Key Words: Cervical cancer, obstructive uropathy, nephrostomy, survival rate
Introduction
Cervical cancer is among the most common malignancies in females, ranking from the third most common in 2008 to the fourth most common malignancy in women in 2018. (Sherris et al., 2001; Arbyn et al., 2011). Globally, the annual incidence of cervical cancer is 13.1 per 100.000 females, with 311,000 deaths attributed to cervical cancer in 2018. About 80% of deaths caused by cervical cancer occurred in developing countries (Sherris et al., 2001). In Indonesia, cervical cancer is the second most common malignancy in females, with approximately 32,400 new cases diagnosed in 2018. (International Agency for Research on Cancer, 2019). Low-grade (localized) cervical cancer has a good prognosis, with a 5-year survival rate of 84.5% to 85.9% (Benard et al., 2017). Nevertheless, a large number of cervical cancer cases present at higher grades, due to inadequate screening, cultural practices, health-seeking behaviors, and limitations of the healthcare system (Mlange et al., 2015; Dunyo et al., 2018). A study (Dunyo et al., 2018) showed that nearly one-third of cervical cancer patients presented at advanced stages. Metastatic cervical cancer carries a poor prognosis, with an overall 5-year survival rate of 16.5% (Ferlay et al., 2013).

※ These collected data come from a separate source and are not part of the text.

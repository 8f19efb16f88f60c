//! Mode Controller — owns the widget/overlay mode flag and the window
//! lifecycle.
//!
//! The two modes need incompatible native window configurations (anchored
//! child vs. always-on-top top-level), so switching destroys and recreates
//! the window instead of patching styles in place.

use std::path::PathBuf;
use std::sync::atomic::AtomicBool;
use std::sync::{Arc, Mutex};

use log::{debug, info, warn};
use serde::{Deserialize, Serialize};
use tauri::{
    AppHandle, Manager, WebviewUrl, WebviewWindow, WebviewWindowBuilder, WindowEvent,
};

use crate::settings::{self, WindowBounds};
use crate::tray;
#[cfg(target_os = "windows")]
use crate::window_anchor;

pub const MAIN_WINDOW: &str = "main";
pub const WINDOW_TITLE: &str = "Sticky Widget";

#[derive(Debug, Clone, Copy, PartialEq, Eq, Default, Serialize, Deserialize)]
#[serde(rename_all = "lowercase")]
pub enum WindowMode {
    /// Anchored to the desktop background, never minimized, never on top.
    #[default]
    Widget,
    /// Ordinary top-level window floating above everything, no anchoring.
    Overlay,
}

impl WindowMode {
    pub fn always_on_top(self) -> bool {
        matches!(self, WindowMode::Overlay)
    }
}

/// Shared application context: mode flag, settings location, poller shutdown
/// flag. Managed by Tauri state; lifecycle tied to app start/stop.
pub struct AppContext {
    pub mode: Mutex<WindowMode>,
    pub settings_path: PathBuf,
    pub poller_shutdown: Arc<AtomicBool>,
}

impl AppContext {
    pub fn current_mode(&self) -> WindowMode {
        *self.mode.lock().unwrap()
    }
}

/// Create the widget window configured for `mode` and wire up its event
/// handlers. In widget mode the window is anchored immediately after showing.
pub fn create_main_window(
    app: &AppHandle,
    mode: WindowMode,
    bounds: WindowBounds,
) -> tauri::Result<WebviewWindow> {
    info!(
        "Creating main window: mode={:?} {}x{} at ({}, {})",
        mode, bounds.w, bounds.h, bounds.x, bounds.y
    );

    let window = WebviewWindowBuilder::new(app, MAIN_WINDOW, WebviewUrl::App("index.html".into()))
        .title(WINDOW_TITLE)
        .inner_size(bounds.w as f64, bounds.h as f64)
        .position(bounds.x as f64, bounds.y as f64)
        .decorations(false)
        .transparent(true)
        .skip_taskbar(true)
        .always_on_top(mode.always_on_top())
        .visible(false)
        .build()?;

    let handle = app.clone();
    let event_window = window.clone();
    window.on_window_event(move |event| handle_window_event(&handle, &event_window, event));

    let _ = window.show();

    if mode == WindowMode::Widget {
        enforce_widget_visibility(app);
    }

    Ok(window)
}

/// Persist bounds on move/resize and veto minimize attempts in widget mode.
/// `window` is the window the event was delivered for; a lookup by label
/// would race against the recreated window during a mode switch.
fn handle_window_event(app: &AppHandle, window: &WebviewWindow, event: &WindowEvent) {
    let ctx = app.state::<AppContext>();
    let minimized = window.is_minimized().unwrap_or(false);

    match event {
        WindowEvent::Moved(position) if !minimized => {
            let (x, y) = (position.x, position.y);
            settings::update(&ctx.settings_path, |s| {
                s.bounds.x = x;
                s.bounds.y = y;
            });
        }
        WindowEvent::Resized(size) => {
            if minimized {
                // The widget is never allowed to minimize away: restore it
                // without focus and re-assert the anchor.
                if ctx.current_mode() == WindowMode::Widget {
                    debug!("Minimize attempt vetoed in widget mode");
                    enforce_widget_visibility(app);
                }
            } else if size.width > 0 && size.height > 0 {
                let (w, h) = (size.width, size.height);
                settings::update(&ctx.settings_path, |s| {
                    s.bounds.w = w;
                    s.bounds.h = h;
                });
            }
        }
        _ => {}
    }
}

/// Switch modes: persist the new mode, then destroy and recreate the window
/// with the target configuration. No-op when the mode is unchanged.
pub fn set_mode(app: &AppHandle, new_mode: WindowMode) {
    let ctx = app.state::<AppContext>();
    {
        let mut mode = ctx.mode.lock().unwrap();
        if *mode == new_mode {
            // A click on the already-active menu item still flips the native
            // checkmark; put it back.
            tray::sync_mode_checkmarks(app, new_mode);
            return;
        }
        *mode = new_mode;
    }
    tray::sync_mode_checkmarks(app, new_mode);

    info!("Switching window mode to {:?}", new_mode);
    let saved = settings::update(&ctx.settings_path, |s| s.window_mode = new_mode);

    if let Some(window) = app.get_webview_window(MAIN_WINDOW) {
        if let Err(e) = window.destroy() {
            warn!("Failed to destroy window for mode switch: {}", e);
        }
    }
    if let Err(e) = create_main_window(app, new_mode, saved.bounds) {
        warn!("Failed to recreate window in {:?} mode: {}", new_mode, e);
    }
}

/// Restore-and-anchor path shared by the foreground poller, the visibility
/// watchdog and the minimize veto. Must run on the main thread; every step
/// is idempotent, so redundant back-to-back invocations are harmless.
pub fn enforce_widget_visibility(app: &AppHandle) {
    let ctx = app.state::<AppContext>();
    if ctx.current_mode() != WindowMode::Widget {
        return;
    }
    let Some(window) = app.get_webview_window(MAIN_WINDOW) else {
        return;
    };

    #[cfg(target_os = "windows")]
    {
        use windows::Win32::Foundation::HWND;

        let own = match window.hwnd() {
            Ok(hwnd) => HWND(hwnd.0 as *mut core::ffi::c_void),
            Err(_) => match window_anchor::find_own_window(WINDOW_TITLE) {
                Some(hwnd) => hwnd,
                None => {
                    warn!("Own window handle not found; skipping anchor this cycle");
                    return;
                }
            },
        };

        if window_anchor::is_minimized_or_hidden(own) {
            window_anchor::show_without_activating(own);
        }

        match window_anchor::find_desktop_container() {
            Some(container) => {
                if let Err(e) = window_anchor::anchor(own, container) {
                    warn!("Anchor failed, will retry next cycle: {}", e);
                }
            }
            None => debug!("Desktop container not found; skipping anchor this cycle"),
        }
    }

    #[cfg(not(target_os = "windows"))]
    {
        // No desktop layer to anchor to; just keep the window visible.
        if window.is_minimized().unwrap_or(false) {
            let _ = window.unminimize();
            let _ = window.show();
        }
    }
}

#[cfg(test)]
mod tests {
    use super::*;

    #[test]
    fn default_mode_is_widget() {
        assert_eq!(WindowMode::default(), WindowMode::Widget);
    }

    #[test]
    fn only_overlay_is_always_on_top() {
        assert!(!WindowMode::Widget.always_on_top());
        assert!(WindowMode::Overlay.always_on_top());
    }

    #[test]
    fn context_reports_current_mode() {
        let ctx = AppContext {
            mode: Mutex::new(WindowMode::Overlay),
            settings_path: std::env::temp_dir().join("sticky-widget-ctx-test.json"),
            poller_shutdown: Arc::new(AtomicBool::new(false)),
        };
        assert_eq!(ctx.current_mode(), WindowMode::Overlay);
        *ctx.mode.lock().unwrap() = WindowMode::Widget;
        assert_eq!(ctx.current_mode(), WindowMode::Widget);
    }
}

In addition, the five-year survival rate of stages I, II, III, IV cervical cancer in Indonesia were approximately 50%, 40%, 20%, and 0% respectively (Azis, 2009)
Advanced cervical cancer patients often present with several life-threatening complications, such as kidney failure, thrombosis, and severe hemorrhages (Janaki et al., 2010; Tsai et al., 2012; Eleje et al., 2015). Urinary tract obstruction due to cervical cancer mass accounts for about 11-44% of complications in cervical cancer patients (Perri, 2019). Obstructive uropathy in cervical cancer may progress into hydronephrosis and kidney failure, both of which carry a poor prognosis. In these patients, severe complications of obstructive uropathy, including sepsis and uremia, may cause further deterioration of the patient’s condition and even death (Pergialiotis et al., 2019).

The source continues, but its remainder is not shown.